Tenho mais de um milhão disso tudo e espero ter muito mais, e se um dia eu chegar a ter um milhão de reais acumulados ou mais, que eu faça bom proveito desse dinheiro – e se um dia chegar a ter um milhão de seguidores e de livros vendidos, que as pessoas sejam de fato engajadas na minha literatura, ou derivação dessa minha arte, e que sejam pessoas críticas, que acompanhem trabalhos de outros autores e que possamos sentar e dialogar durante um café e uma prosa animada.
Antigamente faria questão desse debate se realizar em um bar, agora estou livre dos porres e das drogas, tento levar uma vida mais normal, termino esse texto em junho de 2021, ainda passamos por um grande problema pela pandemia e suas consequências, no entanto, isso tudo vai passar e poderemos fazer lançamentos, saraus, palestras e afins.

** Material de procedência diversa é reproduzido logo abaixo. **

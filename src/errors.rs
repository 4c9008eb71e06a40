use std::{
    fmt::Display,
    io::{Error as IoError, ErrorKind},
};

#[derive(Debug, Clone, PartialEq, Eq)]
pub enum HeapError {
    EmptyHeap(&'static str),
}

impl Display for HeapError {
    fn fmt(&self, f: &mut std::fmt::Formatter<'_>) -> std::fmt::Result {
        match self {
            HeapError::EmptyHeap(op) => {
                write!(f, "cannot {} from an empty heap", op)
            }
        }
    }
}

impl std::error::Error for HeapError {}

pub fn as_io_error(error: HeapError) -> std::io::Error {
    IoError::new(ErrorKind::Other, error)
}

#[cfg(test)]
mod tests {
    use super::*;

    #[test]
    fn test_messages() {
        assert_eq!(
            HeapError::EmptyHeap("pop").to_string(),
            "cannot pop from an empty heap"
        );
        let e = as_io_error(HeapError::EmptyHeap("top"));
        assert_eq!(e.kind(), ErrorKind::Other);
        assert_eq!(e.to_string(), "cannot top from an empty heap");
    }
}
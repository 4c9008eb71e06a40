pub mod commands;
pub mod errors;
pub mod heap;
pub mod options;
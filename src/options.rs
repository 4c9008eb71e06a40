use clap::Args;

use crate::heap::Mode;

/// Options controlling how the heap is ordered
#[derive(Debug, Args)]
pub struct HeapOptions {
    /// Heap ordering: extract the smallest (min) or largest (max) value first
    #[arg(short, long, value_enum, required = false, default_value_t = Mode::Max)]
    pub mode: Mode,
}

/// Options for the walk-through demonstration
#[derive(Debug, Args)]
pub struct DemoOptions {
    /// Build the initial heap from the values 0..size
    #[arg(long, required = false, default_value = "10")]
    pub size: i64,
}

#[cfg(test)]
mod tests {
    use clap::Parser;

    use super::*;

    #[derive(Debug, Parser)]
    struct Cli {
        #[command(flatten)]
        heap: HeapOptions,

        #[command(flatten)]
        demo: DemoOptions,
    }

    #[test]
    fn test_defaults() {
        let cli = Cli::parse_from(["modeheap"]);
        assert_eq!(cli.heap.mode, Mode::Max);
        assert_eq!(cli.demo.size, 10);
    }

    #[test]
    fn test_mode() {
        let cli = Cli::parse_from(["modeheap", "--mode", "min", "--size", "4"]);
        assert_eq!(cli.heap.mode, Mode::Min);
        assert_eq!(cli.demo.size, 4);
    }
}
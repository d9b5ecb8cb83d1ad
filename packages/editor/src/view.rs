//! # Editor View
//!
//! The live editor: state, history, plugins and config behind one handle.
//!
//! A view exists between [`EditorView::mount`] and [`EditorView::unmount`].
//! Everything that edits the document goes through `&mut EditorView`, so
//! there is no shared or global editor instance.

use crate::clipboard::{ClipboardData, TEXT_HTML, TEXT_PLAIN};
use crate::config::EditorConfig;
use crate::paste::NestedTablePasteHandler;
use crate::plugin::Plugin;
use crate::state::{EditorState, Selection};
use crate::transaction::{Transaction, TransactionError};
use crate::undo_stack::UndoStack;
use crate::EditorError;
use std::rc::Rc;
use tabula_schema::{html, serialize_node, DomParser, Node, Schema, SerializeOptions};
use tracing::{debug, info, instrument, warn};

/// How a paste was handled
#[derive(Debug, Clone, PartialEq, Eq)]
pub enum PasteOutcome {
    /// A plugin took over (plugin name)
    Plugin(String),
    /// The default paste inserted the clipboard content
    Default,
    /// Nothing usable on the clipboard
    Ignored,
}

impl PasteOutcome {
    pub fn handled_by_plugin(&self) -> bool {
        matches!(self, PasteOutcome::Plugin(_))
    }
}

#[derive(Debug)]
pub struct EditorView {
    /// View identifier, used in logs
    pub id: String,

    schema: &'static Schema,
    state: EditorState,
    history: UndoStack,
    plugins: Vec<Rc<dyn Plugin>>,
    config: EditorConfig,
}

impl EditorView {
    /// Create a view over the document parsed from `html`, with the nested
    /// table paste handler installed
    pub fn mount(id: impl Into<String>, html: &str, config: EditorConfig) -> Result<Self, EditorError> {
        let handler: Rc<dyn Plugin> = Rc::new(NestedTablePasteHandler::from_config(&config));
        Self::mount_with_plugins(id, html, config, vec![handler])
    }

    pub fn mount_with_plugins(
        id: impl Into<String>,
        html: &str,
        config: EditorConfig,
        plugins: Vec<Rc<dyn Plugin>>,
    ) -> Result<Self, EditorError> {
        let schema = Schema::standard()?;
        let state = EditorState::from_html(schema, html);
        let id = id.into();

        info!(view = %id, plugins = plugins.len(), "mounting editor view");

        Ok(Self {
            id,
            schema,
            state,
            history: UndoStack::with_max_levels(config.undo_levels),
            plugins,
            config,
        })
    }

    /// Tear the view down and hand back its final state
    pub fn unmount(self) -> EditorState {
        info!(view = %self.id, "unmounting editor view");
        self.state
    }

    pub fn schema(&self) -> &'static Schema {
        self.schema
    }

    pub fn state(&self) -> &EditorState {
        &self.state
    }

    pub fn config(&self) -> &EditorConfig {
        &self.config
    }

    pub fn history(&self) -> &UndoStack {
        &self.history
    }

    pub fn add_plugin(&mut self, plugin: Rc<dyn Plugin>) {
        self.plugins.push(plugin);
    }

    /// Apply a transaction as one undo step
    pub fn dispatch(&mut self, tr: Transaction) -> Result<(), EditorError> {
        self.history.apply(&tr, &mut self.state, self.schema)?;
        debug!(
            view = %self.id,
            steps = tr.steps.len(),
            description = tr.description.as_deref().unwrap_or(""),
            "dispatched transaction"
        );
        Ok(())
    }

    pub fn replace_selection_with(&mut self, nodes: Vec<Node>, description: &str) -> Result<(), EditorError> {
        let tr = Transaction::replace_selection_with(&self.state, self.schema, nodes)?
            .with_description(description);
        self.dispatch(tr)
    }

    pub fn set_selection(&mut self, selection: Selection) -> Result<(), EditorError> {
        for position in [&selection.anchor, &selection.head] {
            if !self.state.is_valid_position(position) {
                return Err(EditorError::InvalidSelection(format!(
                    "{:?} offset {} does not resolve in the document",
                    position.path, position.offset
                )));
            }
        }
        self.state.selection = selection;
        Ok(())
    }

    /// Run a paste through the plugins, then the default paste. A selection
    /// that cannot take pasted content (a range across table cells, say)
    /// leaves the document untouched and reports `Ignored`.
    #[instrument(skip_all, fields(view = %self.id))]
    pub fn paste(&mut self, clipboard: &ClipboardData) -> Result<PasteOutcome, EditorError> {
        let plugins = self.plugins.clone();
        for plugin in plugins {
            if plugin.handle_paste(self, clipboard) {
                info!(plugin = plugin.name(), "paste handled by plugin");
                return Ok(PasteOutcome::Plugin(plugin.name().to_string()));
            }
        }

        let nodes = self.default_paste_content(clipboard)?;
        if nodes.is_empty() {
            debug!("nothing to paste");
            return Ok(PasteOutcome::Ignored);
        }

        match self.replace_selection_with(nodes, "paste") {
            Ok(()) => Ok(PasteOutcome::Default),
            Err(EditorError::Transaction(TransactionError::UnsupportedSelection(reason))) => {
                warn!(%reason, "selection cannot take pasted content");
                Ok(PasteOutcome::Ignored)
            }
            Err(err) => Err(err),
        }
    }

    /// Clipboard HTML parsed with the general parser, else plain text as an
    /// inline run (one line) or paragraphs (several lines)
    fn default_paste_content(&self, clipboard: &ClipboardData) -> Result<Vec<Node>, EditorError> {
        if let Some(markup) = clipboard.get_data(TEXT_HTML) {
            let dom = html::parse_html(markup);
            return Ok(DomParser::from_schema(self.schema).parse_slice(&html::body(&dom)));
        }

        let Some(text) = clipboard.get_data(TEXT_PLAIN) else {
            return Ok(Vec::new());
        };

        if !text.contains('\n') {
            return Ok(vec![self.schema.text(text, vec![])?]);
        }

        text.lines()
            .map(|line| self.schema.paragraph(line).map_err(EditorError::from))
            .collect()
    }

    pub fn undo(&mut self) -> Result<bool, EditorError> {
        Ok(self.history.undo(&mut self.state, self.schema)?)
    }

    pub fn redo(&mut self) -> Result<bool, EditorError> {
        Ok(self.history.redo(&mut self.state, self.schema)?)
    }

    pub fn to_html(&self, options: SerializeOptions) -> String {
        serialize_node(&self.state.doc, options)
    }

    pub fn to_json(&self) -> Result<String, EditorError> {
        Ok(serde_json::to_string(&self.state.doc)?)
    }
}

Bem, esse é um pouco de mim, do que sou e fui, são pinceladas e pensamentos transformados em parágrafos relatando, brevemente, algumas épocas – muitas novas fases e frases estão por vir (assim espero) enquanto isso: vou levando, na medida do possível, uma vida mais calma, lutando contra os impulsos e tentando ser melhor a cada dia a fim de tentar fazer, em doses homeopáticas de prosa e poesia, um pouco de diferença na vida dos outros, e manter a paz e a ordem na minha.
De milhões em milhões de segundos vamos vivendo e mudando percepções, pois a qualquer segundo a vida pode escorrer e a próxima parada nos é um mistério, por isso temos que deixar as nossas melhores marcas nesse mundão chamado Terra.